The SOA – Self vs Professional Management ?

self management

From the tone of the April 14th BOD Meeting Agenda Item 7.c “Discussion and Consideration of SOA Management Consultant” and the 6:00 PM April 13th Town Hall video conference meeting, it is apparent that the SOA Board (at least some members) are considering moving from a Professionally managed (e.g., FirstService Residential) Association to a Self-managed Association.  As indicated in our previous post, this would be a gigantic leap not to be taken lightly.  There is a vast difference between “Governing” and Association and “Managing” an Association. In our previous post SU pointed to the following website for an article on the pros and cons of self-management:

In addition it the above, the following website articles provide some additional perspectives on the subject:

Self Managed HOA vs. Professional HOA Management (

Self-Managed VS Professionally Managed HOA’s – Hoamco

Self Managed HOA vs HOA Management Company: What’s Best For You? (

One of the overriding pros for self management appears to be the potential for saving money, especially applicable for low density Associations with few amenities. One of the overriding cons is the amount of time, expertise and motivation required by a “volunteer” Board to properly manage the Association. The current Board may have these qualities, but are they sustainable given the yearly elections?

Our readers are encouraged to access one or more of the above articles, form your own opinions and express them at the April 13th Town Hall and/or the April 14th Board meetings:

Video Access instructions for the April 13th Town Hall Meeting are as as follows:

Town Hall Meeting: April 13th at 6:00 pm

Meeting ID: 874 855 7381

Passcode: 12345

Video Access Instructions for the April 14th Board meeting are as follows:

BOD Meeting: April 14th 5:30 pm

Meeting ID:  984 7605 7473

Passcode: 980167


3 thoughts on “The SOA – Self vs Professional Management ?

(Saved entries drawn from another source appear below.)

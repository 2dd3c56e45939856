/// Song domain type
use crate::types::SongId;
use chrono::{DateTime, Utc};
use serde::{Deserialize, Serialize};
use std::time::Duration;

/// A song document from the catalog
///
/// Carries the rich metadata the catalog stores (likes, plays, genre); the
/// playback layer translates this into its own minimal track descriptor.
#[derive(Debug, Clone, PartialEq, Serialize, Deserialize)]
pub struct Song {
    /// Unique song identifier
    pub id: SongId,

    /// Song title
    pub title: String,

    /// Artist name
    pub artist: String,

    /// Audio resource locator
    pub audio_url: String,

    /// Cover image locator
    pub image_url: Option<String>,

    /// Duration in milliseconds
    pub duration_ms: Option<u64>,

    /// Genre
    pub genre: Option<String>,

    /// Like counter
    pub likes: i64,

    /// Play counter
    pub plays: i64,

    /// When the song was added to the catalog
    pub created_at: DateTime<Utc>,
}

impl Song {
    /// Create a new song with minimal metadata
    pub fn new(
        title: impl Into<String>,
        artist: impl Into<String>,
        audio_url: impl Into<String>,
    ) -> Self {
        Self {
            id: SongId::generate(),
            title: title.into(),
            artist: artist.into(),
            audio_url: audio_url.into(),
            image_url: None,
            duration_ms: None,
            genre: None,
            likes: 0,
            plays: 0,
            created_at: Utc::now(),
        }
    }

    /// Get the song duration as a Duration
    pub fn duration(&self) -> Option<Duration> {
        self.duration_ms.map(Duration::from_millis)
    }
}
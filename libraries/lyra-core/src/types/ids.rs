/// ID types for Lyra entities
use serde::{Deserialize, Serialize};
use std::fmt;
use uuid::Uuid;

macro_rules! string_id {
    ($(#[$doc:meta])* $name:ident) => {
        $(#[$doc])*
        #[derive(Debug, Clone, PartialEq, Eq, Hash, Serialize, Deserialize)]
        #[serde(transparent)]
        pub struct $name(String);

        impl $name {
            /// Create an ID from an existing document id
            pub fn new(id: impl Into<String>) -> Self {
                Self(id.into())
            }

            /// Generate a new random ID
            pub fn generate() -> Self {
                Self(Uuid::new_v4().to_string())
            }

            /// Get the inner string
            pub fn as_str(&self) -> &str {
                &self.0
            }
        }

        impl fmt::Display for $name {
            fn fmt(&self, f: &mut fmt::Formatter<'_>) -> fmt::Result {
                write!(f, "{}", self.0)
            }
        }

        impl From<&str> for $name {
            fn from(id: &str) -> Self {
                Self(id.to_string())
            }
        }
    };
}

string_id!(
    /// Song document identifier
    SongId
);

string_id!(
    /// Playlist document identifier
    PlaylistId
);

string_id!(
    /// User document identifier
    UserId
);
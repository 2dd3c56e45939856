/// Playlist domain type
use crate::types::{PlaylistId, SongId, UserId};
use chrono::{DateTime, Utc};
use serde::{Deserialize, Serialize};

/// A user-owned playlist document
///
/// Song membership is an ordered list of song ids without duplicates; the
/// store layer enforces the no-duplicate rule on insert.
#[derive(Debug, Clone, PartialEq, Eq, Serialize, Deserialize)]
pub struct Playlist {
    /// Unique playlist identifier
    pub id: PlaylistId,

    /// Owner user ID
    pub owner_id: UserId,

    /// Playlist name
    pub name: String,

    /// Description
    pub description: Option<String>,

    /// Cover image locator
    pub image_url: Option<String>,

    /// Ordered song membership
    pub songs: Vec<SongId>,

    /// Creation timestamp
    pub created_at: DateTime<Utc>,

    /// Last modification timestamp
    pub updated_at: DateTime<Utc>,
}

impl Playlist {
    /// Create a new empty playlist
    pub fn new(owner_id: UserId, name: impl Into<String>) -> Self {
        let now = Utc::now();
        Self {
            id: PlaylistId::generate(),
            owner_id,
            name: name.into(),
            description: None,
            image_url: None,
            songs: Vec::new(),
            created_at: now,
            updated_at: now,
        }
    }

    /// Check whether a song is already in the playlist
    pub fn contains(&self, song_id: &SongId) -> bool {
        self.songs.contains(song_id)
    }
}
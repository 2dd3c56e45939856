//! Liked songs and play counting
//!
//! The liked-song membership lives on the user profile (`likedSongs` array)
//! with a paired counter on each song document. The two writes are
//! independent: a failure after the first leaves them out of step, and the
//! error is surfaced so the UI can tell the user and offer a retry.

use crate::collections;
use crate::error::Result;
use crate::store::{DocumentStore, DocumentWatch, FieldOp, FieldUpdate, Filter, Query};
use lyra_core::normalize_song;
use lyra_core::types::{Song, SongId, UserId};
use serde_json::{json, Value};
use std::sync::Arc;
use tracing::{debug, warn};

/// Liked-song and play-count service
#[derive(Clone)]
pub struct Library {
    store: Arc<dyn DocumentStore>,
}

impl Library {
    /// Create a library service over a document store
    pub fn new(store: Arc<dyn DocumentStore>) -> Self {
        Self { store }
    }

    /// Ids of the songs the user has liked, in like order
    pub async fn liked_song_ids(&self, user: &UserId) -> Result<Vec<SongId>> {
        let Some(doc) = self.store.get(collections::USERS, user.as_str()).await? else {
            return Ok(Vec::new());
        };

        Ok(doc
            .data
            .get("likedSongs")
            .and_then(Value::as_array)
            .map(|items| {
                items
                    .iter()
                    .filter_map(Value::as_str)
                    .map(SongId::new)
                    .collect()
            })
            .unwrap_or_default())
    }

    /// Fetch the user's liked songs as full catalog entries
    ///
    /// Songs that fail normalization are skipped with a warning rather than
    /// failing the whole list; a single malformed document should not blank
    /// the screen.
    pub async fn liked_songs(&self, user: &UserId) -> Result<Vec<Song>> {
        let ids = self.liked_song_ids(user).await?;
        if ids.is_empty() {
            return Ok(Vec::new());
        }

        let id_strings: Vec<String> = ids.iter().map(|id| id.as_str().to_string()).collect();
        let docs = self
            .store
            .query(
                collections::SONGS,
                Query::all().filter(Filter::IdIn(id_strings)),
            )
            .await?;

        let mut songs: Vec<Song> = docs
            .iter()
            .filter_map(|doc| match normalize_song(&doc.id, &doc.data) {
                Ok(song) => Some(song),
                Err(err) => {
                    warn!(id = %doc.id, %err, "skipping malformed song document");
                    None
                }
            })
            .collect();

        // Preserve like order rather than query order
        songs.sort_by_key(|song| ids.iter().position(|id| *id == song.id));
        Ok(songs)
    }

    /// Whether the user has liked the song
    pub async fn is_liked(&self, user: &UserId, song: &SongId) -> Result<bool> {
        Ok(self.liked_song_ids(user).await?.contains(song))
    }

    /// Toggle liked state, returning the new state
    ///
    /// Two independent writes: membership on the user profile, then the
    /// counter on the song. A partial failure is surfaced, not compensated.
    pub async fn toggle_like(&self, user: &UserId, song: &SongId) -> Result<bool> {
        let liked = self.is_liked(user, song).await?;
        let (membership, delta) = if liked {
            (FieldOp::ArrayRemove(json!(song.as_str())), -1)
        } else {
            (FieldOp::ArrayUnion(json!(song.as_str())), 1)
        };

        self.store
            .update(
                collections::USERS,
                user.as_str(),
                vec![FieldUpdate::new("likedSongs", membership)],
            )
            .await?;

        self.store
            .update(
                collections::SONGS,
                song.as_str(),
                vec![FieldUpdate::new("likes", FieldOp::Increment(delta))],
            )
            .await?;

        debug!(user = %user, song = %song, liked = !liked, "toggled like");
        Ok(!liked)
    }

    /// Record a play on the song's counter
    ///
    /// Callers invoke this before starting playback so the count is not
    /// lost to an engine failure.
    pub async fn record_play(&self, song: &SongId) -> Result<()> {
        self.store
            .update(
                collections::SONGS,
                song.as_str(),
                vec![FieldUpdate::new("plays", FieldOp::Increment(1))],
            )
            .await
    }

    /// Fetch a single song
    pub async fn song(&self, id: &SongId) -> Result<Option<Song>> {
        match self.store.get(collections::SONGS, id.as_str()).await? {
            Some(doc) => Ok(Some(normalize_song(&doc.id, &doc.data)?)),
            None => Ok(None),
        }
    }

    /// Live subscription to a user profile (liked-songs views)
    pub async fn watch_profile(&self, user: &UserId) -> Result<DocumentWatch> {
        self.store.watch(collections::USERS, user.as_str()).await
    }
}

  1. I have to chuckle regarding the cartoon and the many links to (other management companies) website articles. And I wholly agree with the conclusions! But there is a critical fact missing, because as its been defined in these articles we NOT considering self-management. Volunteers, no matter how smart or dedicated they are can’t effectively manage the SOA. This category of self-management is unfortunately mislabeled because the option we are investigating is actually:


    This has nothing to do with the articles, the cartoon, or the concerns that Mr. Haar is bringing to the table.

    Before we rally the troops, alert Chicken Little, and crank up the air raid sirens, it might be a good idea to attend the meeting and understand what the details are. Then one can formulate a concern that is relevant to the discussion!

    1. Thanks for your clarification Mark, but if ”professionally managed internal to the SOA” means that those hired to oversee the operation of the Association are direct employees of the Association, with all the employer/employee relationships that intends, is not that “self-managed”? That is, a self-managed organizational structure operating under a General Manager (or whatever title) reporting to the Board President?

      This is not to imply that “professionally managed internal to the SOA” is not a workable solution, but it does subject the Association to liabilities and additional burdens not encountered with the FirstService Residential (or whomever) Professional Manager approach.

      It will be interesting to see what comes out of the Town Hall and Board Meetings.

      And no, contrary to your comment, Chicken Little has not been alerted, the air raid sirens cranked up nor an attempt to rally the troops! However, if you are advocating a transition to internal management of the SOA, it is only reasonable that owners become informed as to the pros and cons of such a transition. The pros we will undoubtedly hear, not sure about the cons.

  2. We own an apartment in a doorman building in SF. The Building (overseen by a volunteer elected Board) has a professional manager – who runs the building, hires the staff, and ensures that all building issues are addressed to the resident’s satisfaction. We have 126 dwelling units and the Board believes that this is cost-effective.

    I listened to Mark’s presentation and analysis last night, which without “testing” the parameters, challenging the assumptions seemed reasonable, and a way forward.

    I was intrigued by the grading system to gauge the effectiveness of FR. I would feel happier if all the residents had been surveyed and asked to grade their performance from a customer perspective. Given the response to the recent survey, I believe that there would be sufficient participation, and this would help the Board members make a well-informed decision with customer input.

    For instance, the big-budget expenditure, landscaping, I would want to rate FR’s year-in and year-out management on our behalf as “spotty” at best. Folks are still getting their car washes when sprinkling occurs…in spite of directed sprinkler heads ($60K). We still have an extremely expensive landscaping water bill, on top of the $1.5 million paid to FR. Active management of the landscaping would reduce (dramatically) the amount of grass to be sprinkled along Somersett Parkway. Underground drip irrigation to trees and shrubs in a desert setting would dramatically reduce our water bill!

    We are swinging back into drought, it is time to follow Associations in Las Vegas and dramatically reduce it.